Aim of the exercise: Lines holding the string "seen": copy each one from the listing below.

Records supplied:
*** Block opens ***
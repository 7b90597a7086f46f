// Copyright 2025 the Canopy Authors
// SPDX-License-Identifier: Apache-2.0 OR MIT

//! Lookup of property value grammars.

use hashbrown::HashMap;

use crate::id::StylePropertyId;

/// Grammars of named value types referenced as `<name>` from property syntax.
const NON_TERMINALS: &[(&str, &str)] = &[
    ("length", "<number>px | <number> | 0"),
    ("percentage", "<number>%"),
    (
        "color",
        "<hex-color> | rgb( <number>#{3} ) | rgba( <number>#{4} ) | <named-color>",
    ),
    ("resource", "resource( <string> )"),
    ("url", "url( <string> )"),
    ("number", "<integer> | <integer>.<integer>"),
    ("integer", "-? [0-9]+"),
    (
        "cursor-name",
        "arrow | text | resize-vertical | resize-horizontal | link | slide-arrow \
         | resize-up-right | resize-up-left | move-arrow | rotate-arrow | scale-arrow \
         | arrow-plus | arrow-minus | pan | orbit | zoom | fps | split-resize-up-down \
         | split-resize-left-right",
    ),
];

/// Property and value-type grammars, keyed by name.
#[derive(Clone, Debug)]
pub struct StylePropertyCache {
    properties: HashMap<&'static str, StylePropertyId>,
    non_terminals: HashMap<&'static str, &'static str>,
}

impl Default for StylePropertyCache {
    fn default() -> Self {
        Self::new()
    }
}

impl StylePropertyCache {
    /// Builds the cache.
    #[must_use]
    pub fn new() -> Self {
        Self {
            properties: StylePropertyId::ALL
                .into_iter()
                .map(|id| (id.name(), id))
                .collect(),
            non_terminals: NON_TERMINALS.iter().copied().collect(),
        }
    }

    /// Property with the given style sheet name.
    #[must_use]
    pub fn find_property(&self, name: &str) -> Option<StylePropertyId> {
        self.properties.get(name).copied()
    }

    /// Value grammar of a property.
    #[must_use]
    pub fn try_get_syntax(&self, name: &str) -> Option<&'static str> {
        self.find_property(name).map(StylePropertyId::syntax)
    }

    /// Grammar of a value type such as `length`.
    #[must_use]
    pub fn try_get_non_terminal(&self, name: &str) -> Option<&'static str> {
        self.non_terminals.get(name).copied()
    }

    /// Names written as `<name>` in `syntax`, in order.
    pub fn references(syntax: &str) -> impl Iterator<Item = &str> + '_ {
        syntax
            .split('<')
            .skip(1)
            .filter_map(|tail| tail.split_once('>').map(|(name, _)| name))
    }
}
// Copyright 2025 the Canopy Authors
// SPDX-License-Identifier: Apache-2.0 OR MIT

//! Strategy chain behavior through the public dispatcher API.

use std::cell::{Cell, RefCell};
use std::rc::Rc;

use canopy_pointer::{PanelId, PointerInputState, pointer_id};
use canopy_responder::dispatcher::{DispatcherConfig, EventDispatcher};
use canopy_responder::event::{Event, EventKind};
use canopy_responder::strategy::EventInterceptor;
use canopy_responder::tree::ElementTree;
use canopy_responder::types::{ElementId, ListenerPhase, ListenerScope, Phase};
use kurbo::{Point, Rect};

type Log = Rc<RefCell<Vec<(EventKind, ElementId, Phase)>>>;

struct Fixture {
    tree: ElementTree,
    dispatcher: EventDispatcher,
    pointers: PointerInputState,
    panel_a: PanelId,
    panel_b: PanelId,
    capturer: ElementId,
    other: ElementId,
    log: Log,
}

fn fixture(debugger_enabled: bool) -> Fixture {
    let mut tree = ElementTree::new();
    let panel_a = tree.create_panel(Rect::new(0.0, 0.0, 100.0, 100.0));
    let panel_b = tree.create_panel(Rect::new(0.0, 0.0, 100.0, 100.0));
    let root_a = tree.panel(panel_a).unwrap().root();
    let capturer = tree.insert(root_a).unwrap();
    let other = tree.insert(root_a).unwrap();
    let log = Log::default();
    for element in [root_a, capturer, other] {
        for kind in [
            EventKind::PointerMove,
            EventKind::PointerDown,
            EventKind::GotPointerCapture,
            EventKind::LostPointerCapture,
            EventKind::MouseDown,
        ] {
            let log = log.clone();
            tree.register(
                element,
                kind,
                ListenerPhase::BubbleUp,
                ListenerScope::Permanent,
                move |e| {
                    log.borrow_mut()
                        .push((e.kind, e.current_target().unwrap(), e.phase()));
                },
            )
            .unwrap();
        }
    }
    let dispatcher = EventDispatcher::new(DispatcherConfig {
        debugger_enabled,
        ..DispatcherConfig::default()
    });
    Fixture {
        tree,
        dispatcher,
        pointers: PointerInputState::new(),
        panel_a,
        panel_b,
        capturer,
        other,
        log,
    }
}

impl Fixture {
    fn dispatch(&mut self, event: &mut Event, panel: PanelId) {
        self.dispatcher
            .dispatch(event, panel, &mut self.tree, &mut self.pointers)
            .unwrap();
    }

    fn capture(&mut self, pointer: usize) {
        self.dispatcher
            .capture_pointer(&self.tree, self.capturer, pointer)
            .unwrap();
        self.dispatcher
            .process_pointer_capture(&self.tree, pointer);
        self.log.borrow_mut().clear();
    }
}

#[test]
fn captured_pointer_is_redirected_at_target() {
    let mut f = fixture(false);
    f.capture(0);
    let mut event =
        Event::pointer(EventKind::PointerMove, 0, Point::new(10.0, 10.0)).with_hit_target(f.other);
    f.dispatch(&mut event, f.panel_a);

    assert_eq!(
        *f.log.borrow(),
        vec![(EventKind::PointerMove, f.capturer, Phase::AtTarget)]
    );
    assert_eq!(event.target, Some(f.capturer));
    assert!(event.stop_dispatch());
    assert!(!event.propagate_to_imgui());
    assert!(!event.is_dispatching());
}

#[test]
fn other_pointers_are_not_redirected() {
    let mut f = fixture(false);
    f.capture(0);
    let touch = pointer_id::TOUCH_BASE;
    let mut event = Event::pointer(EventKind::PointerMove, touch, Point::new(10.0, 10.0))
        .with_hit_target(f.other);
    f.dispatch(&mut event, f.panel_a);

    assert!(!event.stop_dispatch());
    let log = f.log.borrow();
    assert_eq!(log[0], (EventKind::PointerMove, f.other, Phase::AtTarget));
    assert_eq!(log.len(), 2, "bubbled to the root");
}

#[test]
fn capture_does_not_intercept_in_another_panel() {
    // The capturer lives in panel A. Events for the same pointer dispatched
    // into panel B are left alone and the capture stays in place.
    let mut f = fixture(false);
    f.capture(0);
    let root_b = f.tree.panel(f.panel_b).unwrap().root();
    let mut event =
        Event::pointer(EventKind::PointerMove, 0, Point::new(10.0, 10.0)).with_hit_target(root_b);
    f.dispatch(&mut event, f.panel_b);

    assert!(!event.stop_dispatch());
    assert!(f.log.borrow().is_empty());
    assert_eq!(f.dispatcher.capturing_element(0), Some(f.capturer));
}

#[test]
fn capture_moved_to_another_panel_hangs_until_released() {
    let mut f = fixture(false);
    f.capture(0);
    let root_b = f.tree.panel(f.panel_b).unwrap().root();
    f.tree.append(root_b, f.capturer).unwrap();

    let mut event =
        Event::pointer(EventKind::PointerMove, 0, Point::new(10.0, 10.0)).with_hit_target(f.other);
    f.dispatch(&mut event, f.panel_a);
    assert!(!event.stop_dispatch());
    assert_eq!(f.dispatcher.capturing_element(0), Some(f.capturer));

    f.dispatcher.release_pointer(0);
    f.dispatcher.process_pointer_capture(&f.tree, 0);
    assert_eq!(f.dispatcher.capturing_element(0), None);
}

#[test]
fn stale_capture_is_released() {
    let mut f = fixture(false);
    f.capture(0);
    f.tree.detach(f.capturer).unwrap();
    f.log.borrow_mut().clear();

    let mut event =
        Event::pointer(EventKind::PointerMove, 0, Point::new(10.0, 10.0)).with_hit_target(f.other);
    f.dispatch(&mut event, f.panel_a);

    assert!(!event.stop_dispatch());
    assert_eq!(f.dispatcher.capturing_element(0), None);
    let log = f.log.borrow();
    assert!(log.contains(&(EventKind::PointerMove, f.other, Phase::AtTarget)));
    assert!(
        log.contains(&(EventKind::LostPointerCapture, f.capturer, Phase::AtTarget)),
        "old capturer is told after the release is processed"
    );
}

#[test]
fn explicit_other_target_is_not_redirected() {
    let mut f = fixture(false);
    f.capture(0);
    let mut event =
        Event::pointer(EventKind::PointerDown, 0, Point::new(10.0, 10.0)).with_target(f.other);
    f.dispatch(&mut event, f.panel_a);

    assert!(!event.stop_dispatch());
    assert_eq!(f.log.borrow()[0], (EventKind::PointerDown, f.other, Phase::AtTarget));
}

#[test]
fn capture_change_notifies_both_elements() {
    let mut f = fixture(false);
    f.capture(0);
    f.dispatcher
        .capture_pointer(&f.tree, f.other, 0)
        .unwrap();
    f.dispatcher.process_pointer_capture(&f.tree, 0);
    assert_eq!(
        *f.log.borrow(),
        vec![
            (EventKind::LostPointerCapture, f.capturer, Phase::AtTarget),
            (EventKind::GotPointerCapture, f.other, Phase::AtTarget),
        ]
    );
    assert!(f.dispatcher.has_pointer_capture(f.other, 0));
}

#[test]
fn touch_capture_ends_with_contact() {
    let mut f = fixture(false);
    let touch = pointer_id::TOUCH_BASE + 2;
    f.capture(touch);
    let mut up = Event::pointer(EventKind::PointerUp, touch, Point::new(10.0, 10.0)).with_button(0);
    f.dispatch(&mut up, f.panel_a);
    assert_eq!(f.dispatcher.capturing_element(touch), None);
    assert_eq!(f.dispatcher.capture_state().processed_capture(touch), None);
}

struct Picker {
    seen: Rc<Cell<usize>>,
    post: Rc<Cell<usize>>,
}

impl EventInterceptor for Picker {
    fn intercept_event(&mut self, _panel: PanelId, event: &Event) -> bool {
        self.seen.set(self.seen.get() + 1);
        event.kind == EventKind::MouseDown
    }

    fn post_process_event(&mut self, _panel: PanelId, _event: &Event) {
        self.post.set(self.post.get() + 1);
    }
}

#[test]
fn debug_overlay_consumes_mouse_events() {
    let mut f = fixture(true);
    let seen = Rc::new(Cell::new(0));
    let post = Rc::new(Cell::new(0));
    f.dispatcher.set_debug_overlay(Some(Box::new(Picker {
        seen: seen.clone(),
        post: post.clone(),
    })));

    let mut event = Event::new(EventKind::MouseDown).with_target(f.other);
    f.dispatch(&mut event, f.panel_a);
    assert!(event.stop_dispatch());
    assert!(event.is_propagation_stopped());
    assert!(event.is_default_prevented());
    assert!(f.log.borrow().is_empty());

    // Non-mouse events never reach the overlay.
    let mut key = Event::new(EventKind::KeyDown).with_target(f.other);
    f.dispatch(&mut key, f.panel_a);
    assert_eq!(seen.get(), 1);
    assert_eq!(post.get(), 0, "overlay has no post hook");
}

#[test]
fn panel_interceptor_sees_every_event_and_post_processes() {
    let mut f = fixture(true);
    let seen = Rc::new(Cell::new(0));
    let post = Rc::new(Cell::new(0));
    f.tree
        .set_panel_debug(
            f.panel_a,
            Some(Box::new(Picker {
                seen: seen.clone(),
                post: post.clone(),
            })),
        )
        .unwrap();

    let mut key = Event::new(EventKind::KeyDown).with_target(f.other);
    f.dispatch(&mut key, f.panel_a);
    assert!(!key.stop_dispatch());
    let mut down = Event::new(EventKind::MouseDown).with_target(f.other);
    f.dispatch(&mut down, f.panel_a);
    assert!(down.stop_dispatch());

    assert_eq!(seen.get(), 2);
    assert_eq!(post.get(), 2);
}

#[test]
fn disabled_debugger_declines_everything() {
    let mut f = fixture(false);
    let seen = Rc::new(Cell::new(0));
    let post = Rc::new(Cell::new(0));
    f.dispatcher.set_debug_overlay(Some(Box::new(Picker {
        seen: seen.clone(),
        post: post.clone(),
    })));

    let mut event = Event::new(EventKind::MouseDown).with_target(f.other);
    f.dispatch(&mut event, f.panel_a);
    assert!(!event.stop_dispatch());
    assert_eq!(seen.get(), 0);
    assert_eq!(
        f.log.borrow()[0],
        (EventKind::MouseDown, f.other, Phase::AtTarget)
    );

    f.dispatcher.set_debugger_enabled(true);
    let mut again = Event::new(EventKind::MouseDown).with_target(f.other);
    f.dispatch(&mut again, f.panel_a);
    assert!(again.stop_dispatch());
}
*** Block closes ***
Solution for this exercise:
    seen: Rc<Cell<usize>>,
        self.seen.set(self.seen.get() + 1);
    let seen = Rc::new(Cell::new(0));
        seen: seen.clone(),
    assert_eq!(seen.get(), 1);
    let seen = Rc::new(Cell::new(0));
                seen: seen.clone(),
    assert_eq!(seen.get(), 2);
    let seen = Rc::new(Cell::new(0));
        seen: seen.clone(),
    assert_eq!(seen.get(), 0);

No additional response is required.